Project Genesis, Overview, and Contextualization

In 2008, Maude Michaud began her Graduate studies in the Media Studies program at Concordia University with a desire to study fandom and online communities. Having always been very vocal about her love of the horror genre, she found herself challenging a lot of academic texts negatively skewed toward the genre and relying on stereotypes to qualify all horror films as 'misogynist'. While this attracted negative comments from some classmates questioning her feminism due to her love of the genre, it also helped give her the perfect angle she needed for her thesis. From that point on, she became determined to provide the counterpoint to those academic texts by proving that women not only love the horror genre, they also creatively use the genre to create feminist horror films. Since there was no academic text on the topic at the time, she set off to create her own set of data by interviewing women horror filmmakers, and what better way to present her findings than a documentary that would give a voice to these media makers, but also present snippets of their work After raising a few eyebrows in the department, she got her project approved and began filming in the fall of 2009 with an initial set of participants referred to her by Shannon Lark (founder of the now defunct Viscera Film Festival, a festival focused on feminist horror films), Heidi Honeycutt (founder and writer of the now defunct Pretty-Scary.net, a website dedicated to news and articles about women and horror), and Hannah Neurotica (founder of the Ax Wound zine about feminism and horror films). Filming took place in 2009 and early 2010, along with the writing of the accompanying thesis.

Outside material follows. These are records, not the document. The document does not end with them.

//! taplive CLI - live bar dashboards from the command line
//!
//! Usage:
//!   taplive watch --event 7 --event 8   Stream composed dashboard views as JSON lines
//!   taplive snapshot --event 7          Fetch totals and top products once
//!   taplive config init [PATH]          Write the default configuration file

use anyhow::{Context, Result};
use clap::{Parser, Subcommand};
use std::path::{Path, PathBuf};
use taplive_core::{LiveConfig, SubjectId, DEFAULT_CONFIG_FILE};
use taplive_sync::{DashboardView, LiveDashboard, SyncContext};
use tokio::sync::mpsc;
use tracing::{debug, info};
use tracing_subscriber::{EnvFilter, FmtSubscriber};

#[derive(Parser)]
#[command(name = "taplive")]
#[command(author, version, about = "Live sales dashboards for event bars")]
struct Cli {
    /// Enable verbose logging
    #[arg(short, long, global = true)]
    verbose: bool,

    /// Configuration file
    #[arg(short, long, global = true, default_value = DEFAULT_CONFIG_FILE)]
    config: PathBuf,

    #[command(subcommand)]
    command: Commands,
}

#[derive(Subcommand)]
enum Commands {
    /// Mount live dashboards and print every view change until Ctrl-C
    Watch {
        /// Event to watch (repeatable)
        #[arg(short, long = "event", value_name = "ID", required = true)]
        events: Vec<SubjectId>,
    },

    /// Fetch totals and top products once
    Snapshot {
        /// Event to fetch
        #[arg(short, long, value_name = "ID")]
        event: SubjectId,
    },

    /// Configuration management
    Config {
        #[command(subcommand)]
        action: ConfigCommands,
    },
}

#[derive(Subcommand)]
enum ConfigCommands {
    /// Write the default configuration
    Init {
        /// Target path (defaults to ./taplive.toml)
        path: Option<PathBuf>,

        /// Overwrite an existing file
        #[arg(long)]
        force: bool,
    },
}

#[tokio::main]
async fn main() -> Result<()> {
    let cli = Cli::parse();

    // Setup logging; stdout is reserved for JSON output
    let filter = if cli.verbose {
        EnvFilter::new("debug")
    } else {
        EnvFilter::try_from_default_env().unwrap_or_else(|_| EnvFilter::new("info"))
    };
    let subscriber = FmtSubscriber::builder()
        .with_env_filter(filter)
        .with_writer(std::io::stderr)
        .with_target(false)
        .finish();
    tracing::subscriber::set_global_default(subscriber)?;

    match cli.command {
        Commands::Watch { events } => cmd_watch(&cli.config, events).await,
        Commands::Snapshot { event } => cmd_snapshot(&cli.config, event).await,
        Commands::Config { action } => match action {
            ConfigCommands::Init { path, force } => cmd_config_init(path, force),
        },
    }
}

fn load_context(path: &Path) -> Result<SyncContext> {
    let config = LiveConfig::load_or_default(path)
        .with_context(|| format!("Failed to load configuration from {}", path.display()))?;
    debug!("Using backend {}", config.backend.api_base_url);
    SyncContext::from_config(config).context("Failed to set up the sync engine")
}

async fn cmd_watch(config_path: &Path, events: Vec<SubjectId>) -> Result<()> {
    let context = load_context(config_path)?;
    let (views_tx, mut views_rx) = mpsc::unbounded_channel::<DashboardView>();

    let mut dashboards: Vec<LiveDashboard> = Vec::with_capacity(events.len());
    for event in events {
        let dashboard = context.mount(event);
        let mut view = dashboard.view();
        let views_tx = views_tx.clone();
        tokio::spawn(async move {
            let current = view.borrow_and_update().clone();
            if views_tx.send(current).is_err() {
                return;
            }
            while view.changed().await.is_ok() {
                let next = view.borrow_and_update().clone();
                if views_tx.send(next).is_err() {
                    break;
                }
            }
        });
        dashboards.push(dashboard);
    }
    drop(views_tx);

    info!("Watching {} dashboard(s); press Ctrl-C to stop", dashboards.len());
    let shutdown = tokio::signal::ctrl_c();
    tokio::pin!(shutdown);

    loop {
        tokio::select! {
            result = &mut shutdown => {
                result.context("Failed to listen for Ctrl-C")?;
                break;
            }
            view = views_rx.recv() => match view {
                Some(view) => println!("{}", serde_json::to_string(&view)?),
                None => break,
            },
        }
    }

    for dashboard in &mut dashboards {
        dashboard.stop().await;
    }
    Ok(())
}

async fn cmd_snapshot(config_path: &Path, event: SubjectId) -> Result<()> {
    let context = load_context(config_path)?;
    let limit = context.config().refresh.top_products_limit;

    let snapshot = context
        .fetcher()
        .fetch_totals(event)
        .await
        .with_context(|| format!("Failed to fetch totals for event {}", event))?;
    let ranking = context
        .fetcher()
        .fetch_top_products(event, limit)
        .await
        .with_context(|| format!("Failed to fetch top products for event {}", event))?;

    let output = serde_json::json!({
        "eventId": event,
        "fetchedAt": snapshot.fetched_at,
        "totals": snapshot.totals,
        "topProducts": ranking.items,
    });
    println!("{}", serde_json::to_string_pretty(&output)?);
    Ok(())
}

fn cmd_config_init(path: Option<PathBuf>, force: bool) -> Result<()> {
    let path = path.unwrap_or_else(|| PathBuf::from(DEFAULT_CONFIG_FILE));
    if path.exists() && !force {
        anyhow::bail!("{} already exists (use --force to overwrite)", path.display());
    }

    LiveConfig::write_default(&path)
        .with_context(|| format!("Failed to write {}", path.display()))?;
    println!("Wrote default configuration to {}", path.display());
    Ok(())
}

#[cfg(test)]
mod tests {
    use super::*;

    #[test]
    fn test_verbose_accepted_after_subcommand() {
        let cli = Cli::try_parse_from(["taplive", "watch", "--event", "7", "--verbose"]).unwrap();
        assert!(cli.verbose);
        assert!(matches!(cli.command, Commands::Watch { ref events } if events == &[7]));

        let cli = Cli::try_parse_from(["taplive", "config", "init", "-v"]).unwrap();
        assert!(cli.verbose);
    }

    #[test]
    fn test_verbose_defaults_off() {
        let cli = Cli::try_parse_from(["taplive", "snapshot", "--event", "3"]).unwrap();
        assert!(!cli.verbose);
        assert_eq!(cli.config, PathBuf::from(DEFAULT_CONFIG_FILE));
    }
}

However, 2010 marked a turning point for the topic of women and horror when Hannah Neurotica created the first "Women in Horror Recognition Month (WiHM)" which shone lights on countless more women filmmakers working within the genre. While this was a great, notable event for the cause that gave even more weight to her research, it also rendered her initial set of findings obsolete if she were to release her (now almost completed) documentary "as is" without including coverage of WiHM. Faced with this dilemma, she decided to turn her documentary into a web-based series that would allow her to add future episodes while reframing her thesis and project as a snapshot of what the women and horror scene looked like before WiHM made it an ever-growing movement that inspired women around the globe to pick up a camera and make their own horror films. 

In 2011, she premiered the five episodes of her documentary webseries online and was invited to host a panel on the topic at the Fantasia International Film Festival. The panel, moderated by Kier-La Janisse (one of the initial interviewees included the voices of even more women filmmakers - including her own - was filmed and added as an addendum to her thesis which was defended in November 2011.